Stored data:
■ ■ ■

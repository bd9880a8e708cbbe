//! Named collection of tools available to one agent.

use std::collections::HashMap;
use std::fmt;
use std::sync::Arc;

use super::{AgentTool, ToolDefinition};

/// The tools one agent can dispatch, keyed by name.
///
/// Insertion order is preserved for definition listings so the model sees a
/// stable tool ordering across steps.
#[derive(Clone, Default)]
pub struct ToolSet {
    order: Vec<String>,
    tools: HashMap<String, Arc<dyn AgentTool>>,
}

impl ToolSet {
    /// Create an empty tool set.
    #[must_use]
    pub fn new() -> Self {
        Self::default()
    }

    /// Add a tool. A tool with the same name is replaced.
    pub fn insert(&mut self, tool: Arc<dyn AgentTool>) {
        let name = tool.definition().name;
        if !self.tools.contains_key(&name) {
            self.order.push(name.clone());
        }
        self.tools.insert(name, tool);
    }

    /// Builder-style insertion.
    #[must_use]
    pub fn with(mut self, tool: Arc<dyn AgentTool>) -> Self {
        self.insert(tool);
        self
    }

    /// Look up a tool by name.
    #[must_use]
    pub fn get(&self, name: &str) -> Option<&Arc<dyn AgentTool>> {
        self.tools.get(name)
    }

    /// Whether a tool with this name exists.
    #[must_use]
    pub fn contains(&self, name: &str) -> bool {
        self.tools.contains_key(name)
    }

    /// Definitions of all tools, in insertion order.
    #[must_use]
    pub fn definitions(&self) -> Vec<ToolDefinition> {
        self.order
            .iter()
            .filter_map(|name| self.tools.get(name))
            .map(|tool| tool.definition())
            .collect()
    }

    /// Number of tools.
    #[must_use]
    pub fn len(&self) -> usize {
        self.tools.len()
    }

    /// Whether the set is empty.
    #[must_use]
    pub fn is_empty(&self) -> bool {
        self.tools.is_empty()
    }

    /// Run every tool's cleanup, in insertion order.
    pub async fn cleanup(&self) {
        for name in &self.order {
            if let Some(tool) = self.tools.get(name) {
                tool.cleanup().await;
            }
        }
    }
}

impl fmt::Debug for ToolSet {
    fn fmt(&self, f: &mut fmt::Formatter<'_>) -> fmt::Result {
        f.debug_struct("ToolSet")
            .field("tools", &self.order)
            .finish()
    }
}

■ ■ ■

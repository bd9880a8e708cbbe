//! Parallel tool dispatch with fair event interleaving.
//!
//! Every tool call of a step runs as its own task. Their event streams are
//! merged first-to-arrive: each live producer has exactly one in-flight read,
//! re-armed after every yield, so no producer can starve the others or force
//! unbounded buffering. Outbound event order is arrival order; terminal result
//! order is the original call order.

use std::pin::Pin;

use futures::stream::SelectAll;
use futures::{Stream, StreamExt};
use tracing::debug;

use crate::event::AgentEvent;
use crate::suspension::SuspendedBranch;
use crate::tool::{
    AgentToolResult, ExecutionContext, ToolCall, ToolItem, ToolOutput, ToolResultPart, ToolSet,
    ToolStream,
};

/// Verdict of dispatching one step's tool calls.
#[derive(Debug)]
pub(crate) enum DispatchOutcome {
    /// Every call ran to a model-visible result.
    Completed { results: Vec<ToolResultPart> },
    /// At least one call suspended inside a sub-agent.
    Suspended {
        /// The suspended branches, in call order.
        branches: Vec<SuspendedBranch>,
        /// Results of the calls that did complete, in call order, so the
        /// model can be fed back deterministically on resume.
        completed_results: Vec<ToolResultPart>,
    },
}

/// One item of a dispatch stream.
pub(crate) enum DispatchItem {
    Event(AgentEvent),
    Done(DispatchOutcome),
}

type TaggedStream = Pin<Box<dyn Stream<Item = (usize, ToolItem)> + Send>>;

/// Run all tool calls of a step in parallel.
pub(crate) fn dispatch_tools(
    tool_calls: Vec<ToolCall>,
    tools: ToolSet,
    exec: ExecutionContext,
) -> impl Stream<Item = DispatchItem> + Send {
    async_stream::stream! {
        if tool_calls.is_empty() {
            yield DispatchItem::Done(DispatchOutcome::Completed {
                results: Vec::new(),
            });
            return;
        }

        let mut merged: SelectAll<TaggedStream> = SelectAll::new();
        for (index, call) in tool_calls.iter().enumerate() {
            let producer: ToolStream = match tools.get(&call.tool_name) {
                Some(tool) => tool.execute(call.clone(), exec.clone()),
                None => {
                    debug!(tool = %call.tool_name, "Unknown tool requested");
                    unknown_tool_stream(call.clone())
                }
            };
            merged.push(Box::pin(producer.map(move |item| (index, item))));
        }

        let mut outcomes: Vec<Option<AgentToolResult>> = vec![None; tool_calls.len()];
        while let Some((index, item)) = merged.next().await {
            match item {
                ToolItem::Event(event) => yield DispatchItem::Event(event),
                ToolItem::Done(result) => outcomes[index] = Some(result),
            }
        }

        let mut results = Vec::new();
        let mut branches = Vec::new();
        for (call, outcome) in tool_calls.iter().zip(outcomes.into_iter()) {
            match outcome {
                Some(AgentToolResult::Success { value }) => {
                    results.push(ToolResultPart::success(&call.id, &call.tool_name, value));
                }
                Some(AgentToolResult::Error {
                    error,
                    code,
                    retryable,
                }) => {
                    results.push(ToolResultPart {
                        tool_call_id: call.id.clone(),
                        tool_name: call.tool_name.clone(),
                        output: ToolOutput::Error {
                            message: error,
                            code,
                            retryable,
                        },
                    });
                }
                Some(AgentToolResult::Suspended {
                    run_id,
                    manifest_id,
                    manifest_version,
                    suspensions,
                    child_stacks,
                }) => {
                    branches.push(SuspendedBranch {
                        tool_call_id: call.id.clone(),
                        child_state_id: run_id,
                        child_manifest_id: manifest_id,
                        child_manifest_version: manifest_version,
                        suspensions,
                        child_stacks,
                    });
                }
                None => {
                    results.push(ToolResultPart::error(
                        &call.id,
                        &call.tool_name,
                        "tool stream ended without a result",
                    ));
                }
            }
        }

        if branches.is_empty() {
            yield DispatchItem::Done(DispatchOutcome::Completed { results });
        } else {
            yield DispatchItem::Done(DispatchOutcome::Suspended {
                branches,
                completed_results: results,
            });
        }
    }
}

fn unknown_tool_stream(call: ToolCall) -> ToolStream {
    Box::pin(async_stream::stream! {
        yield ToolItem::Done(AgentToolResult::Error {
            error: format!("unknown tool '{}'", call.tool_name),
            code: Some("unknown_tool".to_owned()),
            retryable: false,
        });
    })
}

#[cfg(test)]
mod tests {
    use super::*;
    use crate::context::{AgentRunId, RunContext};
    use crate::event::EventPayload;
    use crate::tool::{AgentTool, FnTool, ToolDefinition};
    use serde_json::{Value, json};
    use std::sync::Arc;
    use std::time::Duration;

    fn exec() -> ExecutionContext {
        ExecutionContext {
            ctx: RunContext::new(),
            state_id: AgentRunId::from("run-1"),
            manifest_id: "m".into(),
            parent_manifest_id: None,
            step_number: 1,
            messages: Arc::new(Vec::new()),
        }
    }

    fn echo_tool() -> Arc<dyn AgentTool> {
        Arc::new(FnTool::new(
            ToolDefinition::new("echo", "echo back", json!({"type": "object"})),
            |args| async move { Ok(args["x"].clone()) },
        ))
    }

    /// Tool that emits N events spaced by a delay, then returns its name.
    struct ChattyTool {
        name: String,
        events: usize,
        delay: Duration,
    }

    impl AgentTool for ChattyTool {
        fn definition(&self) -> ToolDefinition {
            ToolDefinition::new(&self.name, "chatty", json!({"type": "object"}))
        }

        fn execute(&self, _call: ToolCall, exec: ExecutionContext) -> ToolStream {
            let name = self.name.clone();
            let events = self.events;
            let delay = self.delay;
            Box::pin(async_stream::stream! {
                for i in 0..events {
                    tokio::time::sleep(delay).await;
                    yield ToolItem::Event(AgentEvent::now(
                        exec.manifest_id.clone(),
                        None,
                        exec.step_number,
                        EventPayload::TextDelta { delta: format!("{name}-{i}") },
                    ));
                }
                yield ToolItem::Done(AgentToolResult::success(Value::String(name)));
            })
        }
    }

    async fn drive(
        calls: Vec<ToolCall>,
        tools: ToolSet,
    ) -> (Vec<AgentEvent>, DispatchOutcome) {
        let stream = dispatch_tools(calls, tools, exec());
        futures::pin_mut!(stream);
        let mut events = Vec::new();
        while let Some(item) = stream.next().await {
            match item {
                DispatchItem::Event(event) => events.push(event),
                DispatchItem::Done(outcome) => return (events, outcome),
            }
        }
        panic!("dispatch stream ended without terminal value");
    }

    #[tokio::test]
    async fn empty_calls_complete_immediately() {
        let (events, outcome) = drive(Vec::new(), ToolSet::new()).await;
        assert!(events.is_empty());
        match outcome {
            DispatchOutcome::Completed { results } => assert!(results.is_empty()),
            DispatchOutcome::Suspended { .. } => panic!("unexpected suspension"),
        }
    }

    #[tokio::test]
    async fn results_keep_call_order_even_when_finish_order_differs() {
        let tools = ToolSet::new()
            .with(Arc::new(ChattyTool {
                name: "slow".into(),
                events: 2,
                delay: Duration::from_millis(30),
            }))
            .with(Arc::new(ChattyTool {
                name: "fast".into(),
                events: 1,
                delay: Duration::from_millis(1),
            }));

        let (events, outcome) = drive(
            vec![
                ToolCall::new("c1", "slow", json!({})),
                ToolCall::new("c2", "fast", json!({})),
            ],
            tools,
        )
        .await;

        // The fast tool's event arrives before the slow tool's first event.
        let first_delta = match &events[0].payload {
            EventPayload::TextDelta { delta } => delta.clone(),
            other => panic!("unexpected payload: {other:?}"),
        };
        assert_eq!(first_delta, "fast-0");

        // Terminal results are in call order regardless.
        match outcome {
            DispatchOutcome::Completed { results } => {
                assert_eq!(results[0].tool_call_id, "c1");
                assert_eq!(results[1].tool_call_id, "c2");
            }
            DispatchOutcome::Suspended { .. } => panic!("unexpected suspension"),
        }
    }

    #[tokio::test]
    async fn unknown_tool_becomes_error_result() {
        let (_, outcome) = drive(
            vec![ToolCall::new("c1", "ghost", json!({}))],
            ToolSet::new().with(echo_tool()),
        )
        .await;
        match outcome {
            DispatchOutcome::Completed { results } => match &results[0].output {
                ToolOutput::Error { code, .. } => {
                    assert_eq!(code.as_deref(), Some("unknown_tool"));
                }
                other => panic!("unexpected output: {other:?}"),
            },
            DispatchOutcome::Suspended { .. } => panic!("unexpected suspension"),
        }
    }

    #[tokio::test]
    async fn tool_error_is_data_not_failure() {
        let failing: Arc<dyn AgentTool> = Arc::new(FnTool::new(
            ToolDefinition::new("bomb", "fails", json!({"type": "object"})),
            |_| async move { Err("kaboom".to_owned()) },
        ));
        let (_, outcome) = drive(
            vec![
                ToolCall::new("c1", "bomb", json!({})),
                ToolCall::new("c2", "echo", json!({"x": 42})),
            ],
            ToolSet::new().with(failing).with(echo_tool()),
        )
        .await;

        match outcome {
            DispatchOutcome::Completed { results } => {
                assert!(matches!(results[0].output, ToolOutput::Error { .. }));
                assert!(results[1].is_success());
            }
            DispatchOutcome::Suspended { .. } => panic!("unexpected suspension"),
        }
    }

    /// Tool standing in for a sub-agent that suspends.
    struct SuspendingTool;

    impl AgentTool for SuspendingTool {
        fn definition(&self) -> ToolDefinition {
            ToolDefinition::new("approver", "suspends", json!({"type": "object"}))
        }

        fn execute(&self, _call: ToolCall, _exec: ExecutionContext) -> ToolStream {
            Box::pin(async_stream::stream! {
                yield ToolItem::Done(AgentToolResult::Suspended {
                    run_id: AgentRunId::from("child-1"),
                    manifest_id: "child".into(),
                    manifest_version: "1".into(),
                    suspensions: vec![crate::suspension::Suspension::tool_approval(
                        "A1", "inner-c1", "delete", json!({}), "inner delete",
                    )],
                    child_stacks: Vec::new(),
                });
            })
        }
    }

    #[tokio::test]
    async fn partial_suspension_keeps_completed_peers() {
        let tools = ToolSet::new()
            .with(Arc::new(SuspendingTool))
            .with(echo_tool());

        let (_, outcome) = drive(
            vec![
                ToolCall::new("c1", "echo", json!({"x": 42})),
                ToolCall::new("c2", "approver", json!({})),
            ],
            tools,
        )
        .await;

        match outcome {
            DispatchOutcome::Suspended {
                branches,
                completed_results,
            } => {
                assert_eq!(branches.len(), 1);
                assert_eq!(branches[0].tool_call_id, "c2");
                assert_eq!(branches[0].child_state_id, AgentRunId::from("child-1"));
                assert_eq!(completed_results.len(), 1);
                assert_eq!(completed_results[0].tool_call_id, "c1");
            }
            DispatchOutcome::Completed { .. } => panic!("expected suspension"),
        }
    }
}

■ ■ ■

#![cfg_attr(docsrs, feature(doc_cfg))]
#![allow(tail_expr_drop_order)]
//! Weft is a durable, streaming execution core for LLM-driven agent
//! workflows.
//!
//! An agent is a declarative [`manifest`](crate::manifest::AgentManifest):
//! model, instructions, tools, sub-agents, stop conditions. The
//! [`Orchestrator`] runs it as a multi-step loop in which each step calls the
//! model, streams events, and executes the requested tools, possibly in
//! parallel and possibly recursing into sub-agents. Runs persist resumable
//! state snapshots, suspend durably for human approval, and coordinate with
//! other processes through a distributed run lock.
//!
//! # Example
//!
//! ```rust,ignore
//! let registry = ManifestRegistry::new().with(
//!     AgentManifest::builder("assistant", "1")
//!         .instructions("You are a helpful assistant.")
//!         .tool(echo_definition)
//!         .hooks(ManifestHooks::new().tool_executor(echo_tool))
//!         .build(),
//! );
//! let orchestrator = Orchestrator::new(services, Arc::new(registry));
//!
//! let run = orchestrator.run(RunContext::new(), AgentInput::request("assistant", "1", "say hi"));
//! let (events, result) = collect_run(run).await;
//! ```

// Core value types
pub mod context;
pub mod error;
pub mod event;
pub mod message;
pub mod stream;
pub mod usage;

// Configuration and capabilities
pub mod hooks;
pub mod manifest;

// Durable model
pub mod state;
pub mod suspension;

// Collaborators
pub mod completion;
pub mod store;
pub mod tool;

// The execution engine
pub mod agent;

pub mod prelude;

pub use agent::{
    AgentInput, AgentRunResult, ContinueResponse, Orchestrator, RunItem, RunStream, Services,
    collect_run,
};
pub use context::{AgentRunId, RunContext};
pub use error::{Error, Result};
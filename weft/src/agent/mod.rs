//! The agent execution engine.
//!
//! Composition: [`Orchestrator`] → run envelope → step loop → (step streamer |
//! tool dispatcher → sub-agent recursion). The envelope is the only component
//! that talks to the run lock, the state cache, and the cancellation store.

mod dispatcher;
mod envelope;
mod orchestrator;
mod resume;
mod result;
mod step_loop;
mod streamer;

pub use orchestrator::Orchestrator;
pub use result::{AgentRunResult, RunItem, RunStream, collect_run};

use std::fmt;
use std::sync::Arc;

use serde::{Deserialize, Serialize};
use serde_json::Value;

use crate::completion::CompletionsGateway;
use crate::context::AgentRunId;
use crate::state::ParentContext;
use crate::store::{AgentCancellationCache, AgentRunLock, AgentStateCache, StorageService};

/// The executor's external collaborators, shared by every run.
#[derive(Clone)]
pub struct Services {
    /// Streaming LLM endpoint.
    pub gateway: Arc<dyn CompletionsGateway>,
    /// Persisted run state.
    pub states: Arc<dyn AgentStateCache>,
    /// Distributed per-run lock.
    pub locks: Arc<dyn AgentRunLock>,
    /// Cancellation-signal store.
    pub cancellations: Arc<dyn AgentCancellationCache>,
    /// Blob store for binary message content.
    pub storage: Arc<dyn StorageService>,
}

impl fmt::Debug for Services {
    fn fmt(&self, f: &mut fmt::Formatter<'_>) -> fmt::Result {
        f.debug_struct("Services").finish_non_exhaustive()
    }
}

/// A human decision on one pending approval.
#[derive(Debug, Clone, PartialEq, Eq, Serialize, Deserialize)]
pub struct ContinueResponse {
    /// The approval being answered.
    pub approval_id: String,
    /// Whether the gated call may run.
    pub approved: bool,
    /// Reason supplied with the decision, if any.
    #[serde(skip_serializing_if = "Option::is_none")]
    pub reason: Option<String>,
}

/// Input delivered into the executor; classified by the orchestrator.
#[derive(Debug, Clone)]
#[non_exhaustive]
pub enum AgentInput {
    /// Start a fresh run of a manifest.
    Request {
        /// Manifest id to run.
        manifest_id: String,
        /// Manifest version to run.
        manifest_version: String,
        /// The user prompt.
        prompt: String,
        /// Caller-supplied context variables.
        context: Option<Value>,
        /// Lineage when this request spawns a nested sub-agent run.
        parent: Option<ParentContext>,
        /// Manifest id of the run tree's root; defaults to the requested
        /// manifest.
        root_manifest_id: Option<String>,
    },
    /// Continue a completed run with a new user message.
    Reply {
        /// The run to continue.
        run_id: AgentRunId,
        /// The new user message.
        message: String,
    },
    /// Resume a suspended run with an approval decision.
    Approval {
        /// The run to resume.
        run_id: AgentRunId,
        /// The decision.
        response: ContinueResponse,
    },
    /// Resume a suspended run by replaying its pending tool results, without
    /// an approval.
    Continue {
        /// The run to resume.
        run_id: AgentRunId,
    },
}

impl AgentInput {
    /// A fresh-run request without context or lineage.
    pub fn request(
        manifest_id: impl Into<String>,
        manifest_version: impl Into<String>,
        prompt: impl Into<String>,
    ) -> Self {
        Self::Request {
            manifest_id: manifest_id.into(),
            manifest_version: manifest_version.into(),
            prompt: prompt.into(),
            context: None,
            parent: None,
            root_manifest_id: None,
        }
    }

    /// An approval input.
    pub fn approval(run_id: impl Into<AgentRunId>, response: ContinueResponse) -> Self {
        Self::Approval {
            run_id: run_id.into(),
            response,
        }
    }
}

■ ■ ■

All that belongs in the answer is the run of lines above from the line containing "of a manifest." through the line containing "run to continue.", exactly as written.

    /// Start a fresh run of a manifest.
    Request {
        /// Manifest id to run.
        manifest_id: String,
        /// Manifest version to run.
        manifest_version: String,
        /// The user prompt.
        prompt: String,
        /// Caller-supplied context variables.
        context: Option<Value>,
        /// Lineage when this request spawns a nested sub-agent run.
        parent: Option<ParentContext>,
        /// Manifest id of the run tree's root; defaults to the requested
        /// manifest.
        root_manifest_id: Option<String>,
    },
    /// Continue a completed run with a new user message.
    Reply {
        /// The run to continue.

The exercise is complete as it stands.